Ross • 18th May 2010 • Learning • berkshire, finance, investment, money, munger, stocks
Charlie Munger advises small investors:
Don’t go after large areas. Don’t try to figure out if Merck‘s pipeline is better than Pfizer’s. It’s too hard. Go to where there are market inefficiencies. You need an edge. To succeed, you need to go where the competition is low.
More here.
Ross • 5th Feb 2010 • Living • economy, house prices, investment, london, property
From the Wall Street Journal via Paul Kedrosky:
London real estate has actually bounced off the bottom in the last nine months. Prices are now down a mere 9% or so from their 2007 peaks, according to data tracked by mortgage giant Nationwide Building Society. The average home in London, including all those dreary outskirts that go on and on and on, is $436,000. That’s even higher than it was as recently as 2006, when the bubble was in its late stages.
As a homeowner in those ‘dreary outskirts’ I like the phenomenon if not the description.
(Incidentally, if a UK paper was reporting the US market, it would give the foreign-denominated price first, then the local equivalent in brackets.
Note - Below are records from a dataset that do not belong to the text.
mod activity;
mod app_tile;
mod engine;
mod http;
mod media_controls;
mod mpv;

use std::sync::Arc;
use std::time::Duration;

use marconio_core::db::DatabaseClient;
use marconio_core::{
    AppAction, AppCoordinator, AppEnvironment, BroadcastMessage, Inbox, PlaybackAction,
    PlaybackEnvironment, Store,
};
use marconio_proto::api::LiveApi;
use marconio_proto::config::Config;
use tokio::sync::broadcast;
use tracing::info;
use tracing_subscriber::layer::SubscriberExt;
use tracing_subscriber::util::SubscriberInitExt;

use crate::activity::FileActivityBridge;
use crate::app_tile::LoggingAppTile;
use crate::engine::MpvEngine;
use crate::media_controls::MediaSession;

/// Forwards WARN and ERROR events to render-interface subscribers.
struct BroadcastLayer {
    sender: broadcast::Sender<BroadcastMessage>,
}

impl<S> tracing_subscriber::Layer<S> for BroadcastLayer
where
    S: tracing::Subscriber,
{
    fn on_event(&self, event: &tracing::Event<'_>, _ctx: tracing_subscriber::layer::Context<'_, S>) {
        let level = event.metadata().level();
        if !matches!(*level, tracing::Level::WARN | tracing::Level::ERROR) {
            return;
        }

        let mut message = format!("{} [{}] ", chrono::Local::now().format("%H:%M:%S"), level);
        let mut visitor = MessageVisitor(&mut message);
        event.record(&mut visitor);

        // no receivers is fine
        let _ = self.sender.send(BroadcastMessage::Log(message));
    }
}

struct MessageVisitor<'a>(&'a mut String);

impl<'a> tracing::field::Visit for MessageVisitor<'a> {
    fn record_debug(&mut self, field: &tracing::field::Field, value: &dyn std::fmt::Debug) {
        if field.name() == "message" {
            self.0.push_str(&format!("{:?}", value));
        } else {
            self.0.push_str(&format!(" {}={:?}", field.name(), value));
        }
    }
}

fn init_logging(broadcast_tx: broadcast::Sender<BroadcastMessage>) -> anyhow::Result<()> {
    let data_dir = marconio_proto::platform::data_dir();
    std::fs::create_dir_all(&data_dir)?;
    let log_path = data_dir.join("marconio.log");

    let log_file = std::fs::OpenOptions::new()
        .create(true)
        .append(true)
        .open(&log_path)?;

    let fmt_layer = tracing_subscriber::fmt::layer()
        .with_writer(log_file)
        .with_ansi(false);

    tracing_subscriber::registry()
        .with(fmt_layer)
        .with(BroadcastLayer {
            sender: broadcast_tx,
        })
        .with(
            tracing_subscriber::EnvFilter::try_from_default_env().unwrap_or_else(|_| {
                tracing_subscriber::EnvFilter::new("info,marconio_core=debug,marconio_daemon=debug")
            }),
        )
        .init();

    info!("Log file: {:?}", log_path);
    Ok(())
}

#[tokio::main]
async fn main() -> anyhow::Result<()> {
    // broadcast first so the log layer can feed it
    let (broadcast_tx, _) = broadcast::channel::<BroadcastMessage>(256);
    init_logging(broadcast_tx.clone())?;

    let config = Config::load()?;
    info!("Config loaded from: {:?}", Config::config_path());

    // everything that dispatches needs the inbox before the store exists
    let inbox = Inbox::new();
    let dispatcher = inbox.dispatcher();

    let engine_events = dispatcher.map(|e| AppAction::Playback(PlaybackAction::AudioEngine(e)));
    let session = MediaSession::start()?;
    let playback = PlaybackEnvironment {
        engine: Box::new(MpvEngine::spawn(config.player.default_volume, engine_events)),
        remote: Box::new(session.clone()),
        now_playing: Box::new(session),
        activity: Box::new(FileActivityBridge::new(config.paths.activity_file.clone())),
        app_tile: Box::new(LoggingAppTile),
    };

    let (poll_floor, poll_ceiling) = config.api.poll_bounds();
    let env = AppEnvironment {
        api: Arc::new(LiveApi::new(&config.api)?),
        db: DatabaseClient::open(&config.paths.database)?,
        poll_floor,
        poll_ceiling,
        playback,
    };

    let app = AppCoordinator::new(env, dispatcher);
    let (store, handle) = Store::with_broadcast(app, inbox, broadcast_tx);

    if config.http.enabled {
        let _http_handle = http::start_server(config.http.bind_address.clone(), config.http.port, handle.clone());
    }

    let on_signal = handle.clone();
    tokio::spawn(async move {
        if tokio::signal::ctrl_c().await.is_ok() {
            info!("Interrupted, shutting down");
            on_signal.dispatch(AppAction::Shutdown);
        }
    });

    handle.dispatch(AppAction::LoadInitialData);

    info!("Marconio initialised, running event loop");
    store.run().await?;

    // let the engine worker ask mpv to quit before the runtime goes away
    tokio::time::sleep(Duration::from_millis(300)).await;
    Ok(())
}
Is it standard US practise to show only dollar amounts? If so, that annoys me more than it should.)
Ross • 8th Oct 2009 • Learning • buffett, business, finance, investing, investment, shares, stock market, stocks
Very slowly, I am learning about investment and investing. I do believe that investing requires learning: I am firmly in the ‘value’ school. From the various books I have read and people to whom I have spoken, this is the wisdom I have distilled to date, with sources and my subsequent embellishments.
- Never invest what you can’t afford to lose. From Caleb Loom, my grandfather. You need an income, and you need shelter. Don’t do anything that jeopardises this. Your investment baseline should not be zero, nor should you consider all your assets as part of your portfolio.
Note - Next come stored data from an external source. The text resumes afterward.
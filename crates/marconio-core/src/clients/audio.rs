use serde::{Deserialize, Serialize};
use url::Url;

/// A stream to load, stamped with the coordinator's load generation so late
/// completions can be told apart from current ones.
#[derive(Debug, Clone, PartialEq, Eq)]
pub struct LoadRequest {
    pub stream_url: Url,
    pub generation: u64,
}

/// Opaque description of the output route the engine is playing through.
#[derive(Debug, Clone, PartialEq, Eq, Serialize, Deserialize)]
pub struct RoutePicker {
    pub engine: String,
    pub device: Option<String>,
}

#[derive(Debug, Clone, PartialEq, Eq, thiserror::Error, Serialize, Deserialize)]
pub enum EngineError {
    #[error("unable to load {url}: {reason}")]
    UnableToLoad { url: String, reason: String },
    #[error("audio engine unavailable: {0}")]
    Unavailable(String),
}

#[derive(Debug, Clone, PartialEq, Eq)]
pub enum AudioEngineEvent {
    DidLoad {
        generation: u64,
        route: Option<RoutePicker>,
    },
    LoadFailed {
        generation: u64,
        error: EngineError,
    },
}

impl AudioEngineEvent {
    pub fn generation(&self) -> u64 {
        match self {
            Self::DidLoad { generation, .. } | Self::LoadFailed { generation, .. } => *generation,
        }
    }
}

/// Wraps the platform audio player. Calls return immediately; load results
/// come back through the dispatcher the engine was built with, and commands
/// are applied in the order they were issued.
pub trait AudioEngine: Send {
    fn load(&mut self, request: LoadRequest);
    fn resume(&mut self);
    fn pause(&mut self);
    /// Pause and drop the current source.
    fn stop(&mut self);
    /// Release the underlying player. Called once, on shutdown.
    fn shutdown(&mut self) {}
}
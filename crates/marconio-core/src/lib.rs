pub mod app;
pub mod clients;
pub mod db;
pub mod dispatch;
pub mod playback;
pub mod store;

pub use app::{AppAction, AppCoordinator, AppEnvironment, DbEvent, Intent};
pub use dispatch::{Dispatcher, Subscription};
pub use playback::{PlaybackAction, PlaybackCoordinator, PlaybackEnvironment, PlaybackState, PlayerState};
pub use store::{AppSnapshot, BroadcastMessage, Inbox, Store, StoreHandle};
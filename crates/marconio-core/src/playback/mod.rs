//! Playback state machine and the executor that carries out its effects.

mod reducer;
mod state;

use std::collections::VecDeque;

use tracing::{debug, info, warn};

pub use reducer::{reduce, Effect};
pub use state::{PlaybackAction, PlaybackState, PlayerState};

use crate::clients::{
    AppTile, AudioEngine, NowPlayingPublisher, RemoteCommandMonitor, UserActivity,
    UserActivityBridge, UserActivityEvent,
};
use crate::dispatch::{Dispatcher, Subscription};

/// Everything the playback coordinator talks to.
pub struct PlaybackEnvironment {
    pub engine: Box<dyn AudioEngine>,
    pub remote: Box<dyn RemoteCommandMonitor>,
    pub now_playing: Box<dyn NowPlayingPublisher>,
    pub activity: Box<dyn UserActivityBridge>,
    pub app_tile: Box<dyn AppTile>,
}

pub struct PlaybackCoordinator {
    state: PlaybackState,
    env: PlaybackEnvironment,
    inbox: Dispatcher<PlaybackAction>,
    remote_commands: Option<Subscription>,
}

impl PlaybackCoordinator {
    /// `inbox` is where asynchronous callbacks (remote commands) re-enter.
    pub fn new(env: PlaybackEnvironment, inbox: Dispatcher<PlaybackAction>) -> Self {
        Self {
            state: PlaybackState::default(),
            env,
            inbox,
            remote_commands: None,
        }
    }

    pub fn state(&self) -> &PlaybackState {
        &self.state
    }

    /// Apply `action` and every follow-up it produces before returning.
    pub fn send(&mut self, action: PlaybackAction) {
        let mut queue = VecDeque::from([action]);
        while let Some(action) = queue.pop_front() {
            for effect in reduce(&mut self.state, action) {
                self.execute(effect, &mut queue);
            }
        }
    }

    /// Ask the activity bridge whether an incoming activity is ours.
    pub fn handle_activity(&mut self, incoming: UserActivity) -> UserActivityEvent {
        self.env.activity.handle_activity(incoming)
    }

    /// Tear down the remote-command registration and stop the engine.
    pub fn shutdown(&mut self) {
        if let Some(subscription) = self.remote_commands.take() {
            debug!("playback: cancelling remote command subscription");
            subscription.cancel();
        }
        self.send(PlaybackAction::StopPlayback);
        self.env.engine.shutdown();
        info!("playback: shut down");
    }

    fn execute(&mut self, effect: Effect, queue: &mut VecDeque<PlaybackAction>) {
        debug!("playback effect: {:?}", effect);
        match effect {
            Effect::EngineLoad(request) => self.env.engine.load(request),
            Effect::EngineResume => self.env.engine.resume(),
            Effect::EnginePause => self.env.engine.pause(),
            Effect::EngineStop => self.env.engine.stop(),
            Effect::PublishStatus(status) => self.env.now_playing.publish_status(status),
            Effect::PublishInfo(info) => self.env.now_playing.publish_info(&info),
            Effect::UpdateAppTile(playable) => self.env.app_tile.update_tile(&playable),
            Effect::BecomeCurrentActivity(playable) => {
                let event = self.env.activity.become_current(&playable);
                queue.push_back(PlaybackAction::UserActivity(event));
            }
            Effect::MarkActivityCurrent(activity) => self.env.activity.mark_current(&activity),
            Effect::ResignCurrentActivity(activity) => {
                let event = self.env.activity.resign_current(&activity);
                queue.push_back(PlaybackAction::UserActivity(event));
            }
            Effect::StartRemoteCommands => {
                let sink = self.inbox.map(PlaybackAction::ExternalCommand);
                match self.env.remote.start_monitoring(sink) {
                    Ok(subscription) => {
                        info!("playback: monitoring remote commands");
                        self.remote_commands = Some(subscription);
                    }
                    Err(e) => warn!("playback: failed to start remote command monitoring: {:#}", e),
                }
            }
            Effect::Send(action) => queue.push_back(action),
        }
    }
}
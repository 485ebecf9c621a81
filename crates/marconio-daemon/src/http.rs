use std::convert::Infallible;
use std::time::Duration;

use axum::{
    extract::{Path, State},
    http::StatusCode,
    response::{
        sse::{Event, KeepAlive, Sse},
        Json,
    },
    routing::{get, post},
    Router,
};
use futures_util::stream::{self, Stream};
use marconio_core::clients::UserActivity;
use marconio_core::{AppAction, AppSnapshot, BroadcastMessage, Intent, PlaybackAction, StoreHandle};
use tokio::net::TcpListener;
use tokio::sync::broadcast::error::RecvError;
use tower_http::cors::CorsLayer;
use tracing::{debug, error, info};

pub fn router(store: StoreHandle) -> Router {
    Router::new()
        .route("/api/state", get(get_state))
        .route("/api/events", get(events))
        .route("/api/action", post(post_intent))
        .route("/api/activity/continue", post(continue_activity))
        .route("/api/pause", post(pause))
        .route("/api/resume", post(resume))
        .route("/api/toggle", post(toggle))
        .route("/api/stop", post(stop))
        .route("/api/play/channel/:name", post(play_channel))
        .route("/api/play/mixtape/:alias", post(play_mixtape))
        .layer(CorsLayer::permissive())
        .with_state(store)
}

pub fn start_server(bind_address: String, port: u16, store: StoreHandle) -> tokio::task::JoinHandle<()> {
    tokio::spawn(async move {
        let app = router(store);

        let addr = format!("{}:{}", bind_address, port);
        let listener = match TcpListener::bind(&addr).await {
            Ok(l) => l,
            Err(e) => {
                error!("Failed to bind HTTP server to {}: {}", addr, e);
                return;
            }
        };

        info!("HTTP API listening on http://{}", addr);

        if let Err(e) = axum::serve(listener, app).await {
            error!("HTTP server error: {}", e);
        }
    })
}

fn dispatch(store: &StoreHandle, action: AppAction) -> StatusCode {
    debug!("HTTP API: {:?}", action);
    if store.dispatch(action) {
        StatusCode::ACCEPTED
    } else {
        error!("HTTP API: store inbox is closed");
        StatusCode::SERVICE_UNAVAILABLE
    }
}

async fn get_state(State(store): State<StoreHandle>) -> Json<AppSnapshot> {
    Json(store.snapshot().await)
}

/// Server-sent events: `state` with the full snapshot after every change,
/// `log` for warnings and errors.
async fn events(State(store): State<StoreHandle>) -> Sse<impl Stream<Item = Result<Event, Infallible>>> {
    let rx = store.subscribe();
    let stream = stream::unfold((store, rx), |(store, mut rx)| async move {
        loop {
            let event = match rx.recv().await {
                Ok(BroadcastMessage::StateUpdated) => {
                    let snapshot = store.snapshot().await;
                    match Event::default().event("state").json_data(&snapshot) {
                        Ok(event) => event,
                        Err(e) => {
                            error!("HTTP API: failed to encode snapshot: {}", e);
                            continue;
                        }
                    }
                }
                Ok(BroadcastMessage::Log(line)) => Event::default().event("log").data(line),
                Err(RecvError::Lagged(_)) => continue,
                Err(RecvError::Closed) => return None,
            };
            return Some((Ok(event), (store, rx)));
        }
    });
    Sse::new(stream).keep_alive(KeepAlive::new().interval(Duration::from_secs(15)))
}

async fn post_intent(State(store): State<StoreHandle>, Json(intent): Json<Intent>) -> StatusCode {
    info!("HTTP API: intent {:?}", intent);
    dispatch(&store, intent.into())
}

async fn continue_activity(
    State(store): State<StoreHandle>,
    Json(activity): Json<UserActivity>,
) -> StatusCode {
    info!("HTTP API: continue activity {:?}", activity.title);
    dispatch(&store, AppAction::ContinueActivity(activity))
}

async fn pause(State(store): State<StoreHandle>) -> StatusCode {
    dispatch(&store, AppAction::Playback(PlaybackAction::PausePlayback))
}

async fn resume(State(store): State<StoreHandle>) -> StatusCode {
    dispatch(&store, AppAction::Playback(PlaybackAction::ResumePlayback))
}

async fn toggle(State(store): State<StoreHandle>) -> StatusCode {
    dispatch(&store, AppAction::Playback(PlaybackAction::TogglePlayback))
}

async fn stop(State(store): State<StoreHandle>) -> StatusCode {
    dispatch(&store, AppAction::Playback(PlaybackAction::StopPlayback))
}

async fn play_channel(State(store): State<StoreHandle>, Path(name): Path<String>) -> StatusCode {
    info!("HTTP API: play channel {}", name);
    dispatch(&store, AppAction::PlayChannel(name))
}

async fn play_mixtape(State(store): State<StoreHandle>, Path(alias): Path<String>) -> StatusCode {
    info!("HTTP API: play mixtape {}", alias);
    dispatch(&store, AppAction::PlayMixtape(alias))
}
- Invest on the basis of fundamental value. From Benjamin Graham. Every system is phoney, every day-trader a gambler. Patience is not only a virtue, but a competitive advantage.
- Diversification reduces your potential for large losses, but also your potential for large gains. From Warren Buffett (who put it more succinctly, “When your advisor tells you to diversify, he’s telling you he doesn’t know what he’s talking about”). Note that (as John Kay would argue) diversification is the best way to ensure modest growth – but by prioritising the need for diversifying your portfolio, you are adding another reason to buy a stock: for the sake of diversity. This is one reason too many. The only reason you should have is because it’s a good stock.
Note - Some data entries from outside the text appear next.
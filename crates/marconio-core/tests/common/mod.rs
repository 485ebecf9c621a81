#![allow(dead_code)]

//! Recording fakes for every collaborator seam, plus fixture loaders.

use std::sync::atomic::{AtomicUsize, Ordering};
use std::sync::{Arc, Mutex};
use std::time::Duration;

use async_trait::async_trait;

use marconio_core::clients::{
    AppTile, AudioEngine, AudioEngineEvent, ExternalCommand, LoadRequest, NowPlayingInfo,
    NowPlayingPublisher, NowPlayingStatus, RemoteCommandMonitor, RoutePicker, UserActivity,
    UserActivityBridge, UserActivityEvent,
};
use marconio_core::db::DatabaseClient;
use marconio_core::{
    AppCoordinator, AppEnvironment, AppSnapshot, Dispatcher, Inbox, PlaybackEnvironment,
    StoreHandle, Subscription,
};
use marconio_proto::api::{decode, ApiError, NtsApi};
use marconio_proto::models::{LiveBroadcastsResponse, MixtapesResponse};
use marconio_proto::MediaPlayable;

pub const LIVE: &[u8] = include_bytes!("../../../marconio-proto/tests/fixtures/live-broadcasts.json");
pub const MIXTAPES: &[u8] = include_bytes!("../../../marconio-proto/tests/fixtures/mixtapes.json");

pub fn live() -> LiveBroadcastsResponse {
    decode(LIVE).expect("live fixture")
}

pub fn mixtapes() -> MixtapesResponse {
    decode(MIXTAPES).expect("mixtapes fixture")
}

pub fn mixtape_playable(alias: &str) -> MediaPlayable {
    let tape = mixtapes()
        .results
        .into_iter()
        .find(|m| m.mixtape_alias == alias)
        .expect("mixtape in fixture");
    MediaPlayable::from(&tape)
}

pub fn channel_playable(name: &str) -> MediaPlayable {
    let channel = live()
        .results
        .into_iter()
        .find(|c| c.channel_name == name)
        .expect("channel in fixture");
    MediaPlayable::from(&channel)
}

/// One entry per collaborator call, in the order they happened.
#[derive(Debug, Clone, PartialEq)]
pub enum Call {
    EngineLoad { url: String, generation: u64 },
    EngineResume,
    EnginePause,
    EngineStop,
    EngineShutdown,
    Status(NowPlayingStatus),
    Info(NowPlayingInfo),
    Tile(String),
    MarkCurrent(String),
    Resign(String),
    StartMonitoring,
    StopMonitoring,
}

#[derive(Clone, Default)]
pub struct Recorder(Arc<Mutex<Vec<Call>>>);

impl Recorder {
    pub fn push(&self, call: Call) {
        self.0.lock().unwrap().push(call);
    }

    pub fn calls(&self) -> Vec<Call> {
        self.0.lock().unwrap().clone()
    }

    pub fn count(&self, matches: impl Fn(&Call) -> bool) -> usize {
        self.0.lock().unwrap().iter().filter(|c| matches(c)).count()
    }

    pub fn clear(&self) {
        self.0.lock().unwrap().clear();
    }
}

pub struct FakeEngine {
    rec: Recorder,
    /// When set, every load reports `DidLoad` straight away.
    events: Option<Dispatcher<AudioEngineEvent>>,
}

impl AudioEngine for FakeEngine {
    fn load(&mut self, request: LoadRequest) {
        self.rec.push(Call::EngineLoad {
            url: request.stream_url.to_string(),
            generation: request.generation,
        });
        if let Some(events) = &self.events {
            events.send(AudioEngineEvent::DidLoad {
                generation: request.generation,
                route: Some(fake_route()),
            });
        }
    }

    fn resume(&mut self) {
        self.rec.push(Call::EngineResume);
    }

    fn pause(&mut self) {
        self.rec.push(Call::EnginePause);
    }

    fn stop(&mut self) {
        self.rec.push(Call::EngineStop);
    }

    fn shutdown(&mut self) {
        self.rec.push(Call::EngineShutdown);
    }
}

pub fn fake_route() -> RoutePicker {
    RoutePicker {
        engine: "fake".into(),
        device: Some("speakers".into()),
    }
}

/// Lets a test press media keys on a running [`FakeRemote`].
#[derive(Clone, Default)]
pub struct RemoteKeys(Arc<Mutex<Option<Dispatcher<ExternalCommand>>>>);

impl RemoteKeys {
    pub fn press(&self, command: ExternalCommand) -> bool {
        match self.0.lock().unwrap().as_ref() {
            Some(sink) => sink.send(command),
            None => false,
        }
    }

    pub fn is_registered(&self) -> bool {
        self.0.lock().unwrap().is_some()
    }
}

pub struct FakeRemote {
    rec: Recorder,
    keys: RemoteKeys,
    fail: bool,
}

impl RemoteCommandMonitor for FakeRemote {
    fn start_monitoring(
        &mut self,
        sink: Dispatcher<ExternalCommand>,
    ) -> anyhow::Result<Subscription> {
        self.rec.push(Call::StartMonitoring);
        if self.fail {
            anyhow::bail!("no media session available");
        }
        *self.keys.0.lock().unwrap() = Some(sink);

        let rec = self.rec.clone();
        let keys = self.keys.clone();
        Ok(Subscription::new(move || {
            keys.0.lock().unwrap().take();
            rec.push(Call::StopMonitoring);
        }))
    }
}

pub struct FakeNowPlaying(Recorder);

impl NowPlayingPublisher for FakeNowPlaying {
    fn publish_info(&mut self, info: &NowPlayingInfo) {
        self.0.push(Call::Info(info.clone()));
    }

    fn publish_status(&mut self, status: NowPlayingStatus) {
        self.0.push(Call::Status(status));
    }
}

pub struct FakeActivity(Recorder);

impl UserActivityBridge for FakeActivity {
    fn mark_current(&mut self, activity: &UserActivity) {
        self.0.push(Call::MarkCurrent(activity.title.clone()));
    }

    fn resign_current(&mut self, activity: &UserActivity) -> UserActivityEvent {
        self.0.push(Call::Resign(activity.title.clone()));
        UserActivityEvent::ResignCurrent
    }
}

pub struct FakeTile(Recorder);

impl AppTile for FakeTile {
    fn update_tile(&mut self, playable: &MediaPlayable) {
        self.0.push(Call::Tile(playable.title.clone()));
    }
}

pub struct Harness {
    pub rec: Recorder,
    pub keys: RemoteKeys,
}

#[derive(Default)]
pub struct HarnessOptions {
    pub engine_events: Option<Dispatcher<AudioEngineEvent>>,
    pub remote_fails: bool,
}

pub fn playback_env(options: HarnessOptions) -> (PlaybackEnvironment, Harness) {
    let rec = Recorder::default();
    let keys = RemoteKeys::default();
    let env = PlaybackEnvironment {
        engine: Box::new(FakeEngine {
            rec: rec.clone(),
            events: options.engine_events,
        }),
        remote: Box::new(FakeRemote {
            rec: rec.clone(),
            keys: keys.clone(),
            fail: options.remote_fails,
        }),
        now_playing: Box::new(FakeNowPlaying(rec.clone())),
        activity: Box::new(FakeActivity(rec.clone())),
        app_tile: Box::new(FakeTile(rec.clone())),
    };
    (env, Harness { rec, keys })
}

pub struct FakeApi {
    pub live: Mutex<Result<LiveBroadcastsResponse, ApiError>>,
    pub mixtapes: Mutex<Result<MixtapesResponse, ApiError>>,
    pub live_calls: AtomicUsize,
    pub mixtape_calls: AtomicUsize,
}

impl FakeApi {
    pub fn from_fixtures() -> Self {
        Self {
            live: Mutex::new(Ok(live())),
            mixtapes: Mutex::new(Ok(mixtapes())),
            live_calls: AtomicUsize::new(0),
            mixtape_calls: AtomicUsize::new(0),
        }
    }

    pub fn failing() -> Self {
        Self {
            live: Mutex::new(Err(ApiError::Network("connection refused".into()))),
            mixtapes: Mutex::new(Err(ApiError::Decode("unexpected token".into()))),
            live_calls: AtomicUsize::new(0),
            mixtape_calls: AtomicUsize::new(0),
        }
    }

    pub fn live_calls(&self) -> usize {
        self.live_calls.load(Ordering::SeqCst)
    }

    pub fn mixtape_calls(&self) -> usize {
        self.mixtape_calls.load(Ordering::SeqCst)
    }

    pub fn set_live(&self, response: Result<LiveBroadcastsResponse, ApiError>) {
        *self.live.lock().unwrap() = response;
    }
}

#[async_trait]
impl NtsApi for FakeApi {
    async fn live(&self) -> Result<LiveBroadcastsResponse, ApiError> {
        self.live_calls.fetch_add(1, Ordering::SeqCst);
        self.live.lock().unwrap().clone()
    }

    async fn mixtapes(&self) -> Result<MixtapesResponse, ApiError> {
        self.mixtape_calls.fetch_add(1, Ordering::SeqCst);
        self.mixtapes.lock().unwrap().clone()
    }
}

/// App coordinator over fakes, an in-memory cache, and the given API.
pub fn app(api: Arc<FakeApi>, db: DatabaseClient) -> (AppCoordinator, Inbox, Harness) {
    // keep the poll timer out of the way
    app_with_polling(api, db, Duration::from_secs(3600), Duration::from_secs(7200))
}

pub fn app_with_polling(
    api: Arc<FakeApi>,
    db: DatabaseClient,
    poll_floor: Duration,
    poll_ceiling: Duration,
) -> (AppCoordinator, Inbox, Harness) {
    let inbox = Inbox::new();
    let dispatcher = inbox.dispatcher();
    let (playback, harness) = playback_env(HarnessOptions {
        engine_events: Some(dispatcher.map(|e| {
            marconio_core::AppAction::Playback(marconio_core::PlaybackAction::AudioEngine(e))
        })),
        remote_fails: false,
    });
    let env = AppEnvironment {
        api,
        db,
        poll_floor,
        poll_ceiling,
        playback,
    };
    (AppCoordinator::new(env, dispatcher), inbox, harness)
}

/// Wait until the published snapshot satisfies `ready`.
pub async fn wait_for(
    handle: &StoreHandle,
    ready: impl Fn(&AppSnapshot) -> bool,
) -> AppSnapshot {
    let mut updates = handle.subscribe();
    let waited = tokio::time::timeout(Duration::from_secs(5), async {
        loop {
            let snapshot = handle.snapshot().await;
            if ready(&snapshot) {
                return snapshot;
            }
            let _ = updates.recv().await;
        }
    })
    .await;
    waited.expect("snapshot never reached the expected state")
}

/// Spin until `ready` holds, yielding to the runtime between checks.
pub async fn eventually(what: &str, ready: impl Fn() -> bool) {
    let waited = tokio::time::timeout(Duration::from_secs(5), async {
        while !ready() {
            tokio::task::yield_now().await;
        }
    })
    .await;
    if waited.is_err() {
        panic!("timed out waiting for {}", what);
    }
}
- Hammer down your investment costs. From John Kay. Fees and charges eat your return. Buy and sell smartly – take advantage of deals, buy in bulk. Try for a maximum 1% annual overhead.
I hope to learn much, much more, but this isn’t a bad start.
Ross • 1st Jan 2008 • Learning • finance, investing, investment, money
Three rules from John Kay, in the January edition of Prospect:
- Pay less [primarily commissions, fees, etc.]
- Diversify more [between asset classes and within them, remembering that indexes are not diverse]
- Be contrarian
These may be my financial New Year’s resolutions.